Un mundo oscuro, opresivo y críptico
En Luna Abyss interpretamos a Fawkes, prisionera destinada a explorar la megaestructura de una Luna simulada y desenterrar los secretos de una colonia humana llamada Greymont que una vez la pobló. Acompañando a nuestra protagonista tenemos una IA llamada Aylin que guía nuestros pasos y monitoriza cada movimiento, atendiendo a la agenda de su creador.
Hasta aquí, más o menos todo está bien. Pero te advierto que este es un juego lleva impreso un omnipresente sentido de rareza que te recordará a NieR: Automata o a Fear & Hunger —su mundo es increíblemente obtuso y críptico, va cargado hasta los topes de roles y eventos y facciones y personajes que debes descubrir para darle sentido a su historia; e incluso su arte es para entenderlo.

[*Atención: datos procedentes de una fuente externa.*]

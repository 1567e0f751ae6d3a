//! Position and span tracking for source code locations
//!
//! Rows and columns are 1-indexed. A span's end points one column past the
//! last character it covers. Content that cannot be located (an empty
//! sequence) carries the `UNLOCATED` sentinel instead of a real position.

use serde::Serialize;
use std::fmt;

/// Represents a position in source code (row and column, both 1-indexed)
#[derive(Debug, Clone, Copy, PartialEq, Eq, PartialOrd, Ord, Hash, Serialize)]
pub struct Position {
    pub row: i32,
    pub column: i32,
}

impl Position {
    /// Sentinel for "no content, not locatable"
    pub const UNLOCATED: Position = Position {
        row: -1,
        column: -1,
    };

    pub fn new(row: i32, column: i32) -> Self {
        Self { row, column }
    }

    pub fn is_located(&self) -> bool {
        *self != Self::UNLOCATED
    }
}

impl fmt::Display for Position {
    fn fmt(&self, f: &mut fmt::Formatter<'_>) -> fmt::Result {
        write!(f, "{}:{}", self.row, self.column)
    }
}

/// Represents a span in source code (start and end positions)
#[derive(Debug, Clone, Copy, PartialEq, Eq, Hash, Serialize)]
pub struct Span {
    pub start: Position,
    pub end: Position,
}

impl Span {
    pub const UNLOCATED: Span = Span {
        start: Position::UNLOCATED,
        end: Position::UNLOCATED,
    };

    pub fn new(start: Position, end: Position) -> Self {
        Self { start, end }
    }

    pub fn is_located(&self) -> bool {
        self.start.is_located() && self.end.is_located()
    }

    /// Check if a position is contained within this span (end exclusive)
    pub fn contains(&self, pos: Position) -> bool {
        self.is_located() && self.start <= pos && pos < self.end
    }
}

impl fmt::Display for Span {
    fn fmt(&self, f: &mut fmt::Formatter<'_>) -> fmt::Result {
        write!(f, "{}..{}", self.start, self.end)
    }
}
//! Parsing for kiwi
//!
//! Turns a token stream into a [`File`] tree. The engine in [`engine`] is
//! grammar-agnostic; [`grammar`] holds the kiwi rules on top of it.
//!
//! Entry points:
//!
//! - [`parse_source`]: source text through the lexer and parser, configured
//!   by a [`KiwiConfig`];
//! - [`parse_tokens`]: an already-lexed, filtered token stream.
//!
//! Either the whole input parses or an error comes back; there are no
//! partial trees.

pub mod engine;
pub mod error;
pub mod grammar;
pub mod memo;

pub use engine::{Parser, ParserOptions, TokenMatch};
pub use error::{ParseError, ParseResult};
pub use memo::{Mark, MemoEntry, MemoKey, MemoStore, ParserProfile, RuleId};

use crate::kiwi::ast::File;
use crate::kiwi::config::KiwiConfig;
use crate::kiwi::lexing::{lex, Token};

/// A parser primed with the kiwi keywords
pub fn kiwi_parser(tokens: Vec<Token>, options: ParserOptions) -> Parser {
    Parser::with_options(tokens, options).with_keywords(grammar::KEYWORDS)
}

pub fn parse_tokens(tokens: Vec<Token>) -> Result<File, ParseError> {
    parse_tokens_with(tokens, ParserOptions::default())
}

pub fn parse_tokens_with(tokens: Vec<Token>, options: ParserOptions) -> Result<File, ParseError> {
    kiwi_parser(tokens, options).parse_with(grammar::start)
}

pub fn parse_source(source: &str, config: &KiwiConfig) -> Result<File, ParseError> {
    let tokens = lex(source, &config.lexer);
    log::debug!("lexed {} tokens", tokens.len());
    parse_tokens_with(tokens, ParserOptions::from(&config.parser))
}
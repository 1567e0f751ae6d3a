//! Error types for node schemas and node construction

use thiserror::Error;

/// Which end of a span could not be derived
#[derive(Debug, Clone, Copy, PartialEq, Eq)]
pub enum Boundary {
    Start,
    End,
}

impl std::fmt::Display for Boundary {
    fn fmt(&self, f: &mut std::fmt::Formatter<'_>) -> std::fmt::Result {
        match self {
            Boundary::Start => write!(f, "start"),
            Boundary::End => write!(f, "end"),
        }
    }
}

/// Errors raised while declaring or resolving node types
#[derive(Debug, Clone, PartialEq, Eq, Error)]
pub enum SchemaError {
    #[error("type `{0}` is declared twice")]
    DuplicateType(String),
    #[error("type `{name}` referenced by `{owner}` was never declared")]
    UnknownType { owner: String, name: String },
    #[error("`{0}` is not a node type")]
    NotANode(String),
    #[error("alias `{0}` expands to itself")]
    AliasCycle(String),
    #[error("registry is sealed, cannot declare `{0}`")]
    Sealed(String),
    #[error("registry is not sealed yet, cannot resolve `{0}`")]
    NotSealed(String),
}

/// Structural failures while building a node
#[derive(Debug, Clone, PartialEq, Eq, Error)]
pub enum NodeError {
    #[error("node `{node}` has no child with a {boundary} position")]
    Unlocatable { node: String, boundary: Boundary },
    #[error("node `{node}` has no field `{field}`")]
    UnknownField { node: String, field: String },
    #[error(transparent)]
    Schema(#[from] SchemaError),
}
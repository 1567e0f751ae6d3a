//! Cursor marks, the packrat memo table and session counters

use serde::Serialize;
use std::any::Any;
use std::collections::{BTreeMap, HashMap};
use std::fmt;

/// Index into the token buffer. "Further" means strictly greater.
#[derive(Debug, Clone, Copy, PartialEq, Eq, PartialOrd, Ord, Hash, Default, Serialize)]
pub struct Mark(usize);

impl Mark {
    pub const START: Mark = Mark(0);

    pub fn new(index: usize) -> Self {
        Self(index)
    }

    pub fn index(&self) -> usize {
        self.0
    }
}

impl fmt::Display for Mark {
    fn fmt(&self, f: &mut fmt::Formatter<'_>) -> fmt::Result {
        write!(f, "@{}", self.0)
    }
}

/// Identity of a memoized rule; by convention the rule's grammar name
#[derive(Debug, Clone, Copy, PartialEq, Eq, PartialOrd, Ord, Hash, Serialize)]
pub struct RuleId(&'static str);

impl RuleId {
    pub const fn new(name: &'static str) -> Self {
        Self(name)
    }

    pub fn name(&self) -> &'static str {
        self.0
    }
}

impl fmt::Display for RuleId {
    fn fmt(&self, f: &mut fmt::Formatter<'_>) -> fmt::Result {
        f.write_str(self.0)
    }
}

pub type MemoKey = (RuleId, Mark);

/// Cached outcome of one rule at one position
#[derive(Debug)]
pub enum MemoEntry {
    /// The value is type-erased; the rule that stored it knows its type
    Success { value: Box<dyn Any>, end: Mark },
    Failure,
}

/// One entry per (rule, position) for the lifetime of a parse session
#[derive(Debug, Default)]
pub struct MemoStore {
    entries: HashMap<MemoKey, MemoEntry>,
}

impl MemoStore {
    pub fn new() -> Self {
        Self::default()
    }

    pub fn get(&self, key: &MemoKey) -> Option<&MemoEntry> {
        self.entries.get(key)
    }

    /// Stores `entry`, replacing whatever was cached under `key`
    pub fn insert(&mut self, key: MemoKey, entry: MemoEntry) {
        self.entries.insert(key, entry);
    }

    pub fn len(&self) -> usize {
        self.entries.len()
    }

    pub fn is_empty(&self) -> bool {
        self.entries.is_empty()
    }
}

/// Counters collected over one parse session
#[derive(Debug, Clone, Default, PartialEq, Eq, Serialize)]
pub struct ParserProfile {
    pub memo_hits: u64,
    pub memo_misses: u64,
    /// Resets that moved the cursor backwards
    pub backtracks: u64,
    /// Accepted growth iterations of left-recursive rules
    pub left_recursion_iterations: u64,
    /// How many times each memoized rule body actually ran
    pub invocations: BTreeMap<&'static str, u64>,
}

impl ParserProfile {
    pub fn invocations_of(&self, rule: RuleId) -> u64 {
        self.invocations.get(rule.name()).copied().unwrap_or(0)
    }

    pub(crate) fn record_invocation(&mut self, rule: RuleId) {
        *self.invocations.entry(rule.name()).or_insert(0) += 1;
    }
}

#[cfg(test)]
mod tests {
    use super::*;

    #[test]
    fn test_marks_order_by_position() {
        assert!(Mark::new(3) > Mark::new(2));
        assert_eq!(Mark::START, Mark::new(0));
        assert_eq!(Mark::new(4).to_string(), "@4");
    }

    #[test]
    fn test_store_keeps_one_entry_per_key() {
        let rule = RuleId::new("rule");
        let mut store = MemoStore::new();
        assert!(store.is_empty());
        store.insert((rule, Mark::START), MemoEntry::Failure);
        store.insert(
            (rule, Mark::START),
            MemoEntry::Success {
                value: Box::new(7u8),
                end: Mark::new(1),
            },
        );

        assert_eq!(store.len(), 1);
        match store.get(&(rule, Mark::START)) {
            Some(MemoEntry::Success { value, end }) => {
                assert_eq!(value.downcast_ref::<u8>(), Some(&7));
                assert_eq!(*end, Mark::new(1));
            }
            other => panic!("unexpected entry {other:?}"),
        }
    }

    #[test]
    fn test_invocation_counts() {
        let mut profile = ParserProfile::default();
        let rule = RuleId::new("rule");
        profile.record_invocation(rule);
        profile.record_invocation(rule);

        assert_eq!(profile.invocations_of(rule), 2);
        assert_eq!(profile.invocations_of(RuleId::new("other")), 0);
    }
}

Luna Abyss es muy, pero que muy oscuro a los ojos. Más que Dark Souls, más que Doom, más que prácticamente cualquier juego que se te ocurra; usa una paleta de colores muy reducida de negro y rojo brillante acentuados por blanco, y evita salirse mucho de ahí en la medida de lo posible. Con el paso de las horas, uno pierde la cuenta de los pasillos y recovecos ominosos que le dan forma.

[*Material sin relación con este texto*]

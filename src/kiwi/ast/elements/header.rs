//! Package and import headers
//!
//! Both headers open with a keyword leaf, which is what anchors the span of
//! the whole file at `package`. The statement terminator is kept on the node
//! but declared as ignored, so a header ends where its identifier (or suffix)
//! ends rather than on the newline after it.
//!
//! Syntax:
//!     packageHeader: 'package' &&identifier &&semi
//!     importHeader:  'import' &&identifier importSuffix? &&semi
//!     importSuffix:  importAlias | '.' '*'
//!     importAlias:   'as' &&simpleIdentifier

use super::super::error::NodeError;
use super::super::node::{locate, Child, Node};
use super::super::schema::{FieldDecl, FieldType, NodeDecl};
use super::super::span::Span;
use super::identifier::Identifier;
use super::token_wrapper::TokenWrapper;
use serde::Serialize;

const TOKEN_WRAPPER: FieldType = FieldType::Named("TokenWrapper");

#[derive(Debug, Clone, PartialEq, Serialize)]
#[serde(tag = "type")]
pub struct PackageHeader {
    keyword: TokenWrapper,
    identifier: Identifier,
    terminator: TokenWrapper,
    span: Span,
}

const PACKAGE_FIELDS: &[FieldDecl] = &[
    FieldDecl::new("keyword", TOKEN_WRAPPER),
    FieldDecl::new("identifier", FieldType::Named("Identifier")),
    FieldDecl::ignored("terminator", TOKEN_WRAPPER),
];

impl PackageHeader {
    pub const DECL: NodeDecl = NodeDecl::new("PackageHeader", PACKAGE_FIELDS);

    pub fn new(
        keyword: TokenWrapper,
        identifier: Identifier,
        terminator: TokenWrapper,
    ) -> Result<Self, NodeError> {
        let mut node = Self {
            keyword,
            identifier,
            terminator,
            span: Span::UNLOCATED,
        };
        node.span = locate(&node, None, None)?;
        Ok(node)
    }

    pub fn keyword(&self) -> &TokenWrapper {
        &self.keyword
    }

    pub fn identifier(&self) -> &Identifier {
        &self.identifier
    }

    pub fn terminator(&self) -> &TokenWrapper {
        &self.terminator
    }
}

impl Node for PackageHeader {
    fn name(&self) -> &'static str {
        "PackageHeader"
    }

    fn span(&self) -> Span {
        self.span
    }

    fn child(&self, field: &str) -> Option<Child<'_>> {
        match field {
            "keyword" => Some(Child::Node(&self.keyword)),
            "identifier" => Some(Child::Node(&self.identifier)),
            "terminator" => Some(Child::Node(&self.terminator)),
            _ => None,
        }
    }
}

#[derive(Debug, Clone, PartialEq, Serialize)]
#[serde(tag = "type")]
pub struct ImportHeader {
    keyword: TokenWrapper,
    identifier: Identifier,
    suffix: Option<ImportSuffix>,
    terminator: TokenWrapper,
    span: Span,
}

const IMPORT_FIELDS: &[FieldDecl] = &[
    FieldDecl::new("keyword", TOKEN_WRAPPER),
    FieldDecl::new("identifier", FieldType::Named("Identifier")),
    FieldDecl::new(
        "suffix",
        FieldType::Optional(&FieldType::Named("ImportSuffix")),
    ),
    FieldDecl::ignored("terminator", TOKEN_WRAPPER),
];

impl ImportHeader {
    pub const DECL: NodeDecl = NodeDecl::new("ImportHeader", IMPORT_FIELDS);

    pub fn new(
        keyword: TokenWrapper,
        identifier: Identifier,
        suffix: Option<ImportSuffix>,
        terminator: TokenWrapper,
    ) -> Result<Self, NodeError> {
        let mut node = Self {
            keyword,
            identifier,
            suffix,
            terminator,
            span: Span::UNLOCATED,
        };
        node.span = locate(&node, None, None)?;
        Ok(node)
    }

    pub fn keyword(&self) -> &TokenWrapper {
        &self.keyword
    }

    pub fn identifier(&self) -> &Identifier {
        &self.identifier
    }

    pub fn suffix(&self) -> Option<&ImportSuffix> {
        self.suffix.as_ref()
    }

    pub fn terminator(&self) -> &TokenWrapper {
        &self.terminator
    }
}

impl Node for ImportHeader {
    fn name(&self) -> &'static str {
        "ImportHeader"
    }

    fn span(&self) -> Span {
        self.span
    }

    fn child(&self, field: &str) -> Option<Child<'_>> {
        match field {
            "keyword" => Some(Child::Node(&self.keyword)),
            "identifier" => Some(Child::Node(&self.identifier)),
            "suffix" => Some(Child::optional(
                self.suffix.as_ref().map(|suffix| suffix as &dyn Node),
            )),
            "terminator" => Some(Child::Node(&self.terminator)),
            _ => None,
        }
    }
}

/// What may follow the imported identifier
#[derive(Debug, Clone, PartialEq, Serialize)]
#[serde(untagged)]
pub enum ImportSuffix {
    Alias(ImportAlias),
    Wildcard(ImportWildcard),
}

impl ImportSuffix {
    fn inner(&self) -> &dyn Node {
        match self {
            ImportSuffix::Alias(alias) => alias,
            ImportSuffix::Wildcard(wildcard) => wildcard,
        }
    }
}

impl Node for ImportSuffix {
    fn name(&self) -> &'static str {
        self.inner().name()
    }

    fn span(&self) -> Span {
        self.inner().span()
    }

    fn child(&self, field: &str) -> Option<Child<'_>> {
        self.inner().child(field)
    }

    fn label(&self) -> Option<String> {
        self.inner().label()
    }
}

/// `as name`
#[derive(Debug, Clone, PartialEq, Serialize)]
#[serde(tag = "type")]
pub struct ImportAlias {
    keyword: TokenWrapper,
    identifier: TokenWrapper,
    span: Span,
}

const ALIAS_FIELDS: &[FieldDecl] = &[
    FieldDecl::new("keyword", TOKEN_WRAPPER),
    FieldDecl::new("identifier", TOKEN_WRAPPER),
];

impl ImportAlias {
    pub const DECL: NodeDecl = NodeDecl::new("ImportAlias", ALIAS_FIELDS);

    pub fn new(keyword: TokenWrapper, identifier: TokenWrapper) -> Result<Self, NodeError> {
        let mut node = Self {
            keyword,
            identifier,
            span: Span::UNLOCATED,
        };
        node.span = locate(&node, None, None)?;
        Ok(node)
    }

    pub fn identifier(&self) -> &TokenWrapper {
        &self.identifier
    }
}

impl Node for ImportAlias {
    fn name(&self) -> &'static str {
        "ImportAlias"
    }

    fn span(&self) -> Span {
        self.span
    }

    fn child(&self, field: &str) -> Option<Child<'_>> {
        match field {
            "keyword" => Some(Child::Node(&self.keyword)),
            "identifier" => Some(Child::Node(&self.identifier)),
            _ => None,
        }
    }
}

/// `.*`
#[derive(Debug, Clone, PartialEq, Serialize)]
#[serde(tag = "type")]
pub struct ImportWildcard {
    dot: TokenWrapper,
    star: TokenWrapper,
    span: Span,
}

const WILDCARD_FIELDS: &[FieldDecl] = &[
    FieldDecl::new("dot", TOKEN_WRAPPER),
    FieldDecl::new("star", TOKEN_WRAPPER),
];

impl ImportWildcard {
    pub const DECL: NodeDecl = NodeDecl::new("ImportWildcard", WILDCARD_FIELDS);

    pub fn new(dot: TokenWrapper, star: TokenWrapper) -> Result<Self, NodeError> {
        let mut node = Self {
            dot,
            star,
            span: Span::UNLOCATED,
        };
        node.span = locate(&node, None, None)?;
        Ok(node)
    }
}

impl Node for ImportWildcard {
    fn name(&self) -> &'static str {
        "ImportWildcard"
    }

    fn span(&self) -> Span {
        self.span
    }

    fn child(&self, field: &str) -> Option<Child<'_>> {
        match field {
            "dot" => Some(Child::Node(&self.dot)),
            "star" => Some(Child::Node(&self.star)),
            _ => None,
        }
    }
}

A nivel artístico, también aprecio mucho la presencia de los personajes y las localizaciones que nos presenta Luna Abyss. Te podrán gustar más o menos, pero no cuestionarás que sean diseños cien por cien originales y cargados de personalidad. He terminado sacando decenas de capturas de pantalla a lo largo de la campaña para rememorar sus imponentes estructuras megalíticas y el aspecto exótico y retorcido de los NPC que nos encontramos durante el recorrido.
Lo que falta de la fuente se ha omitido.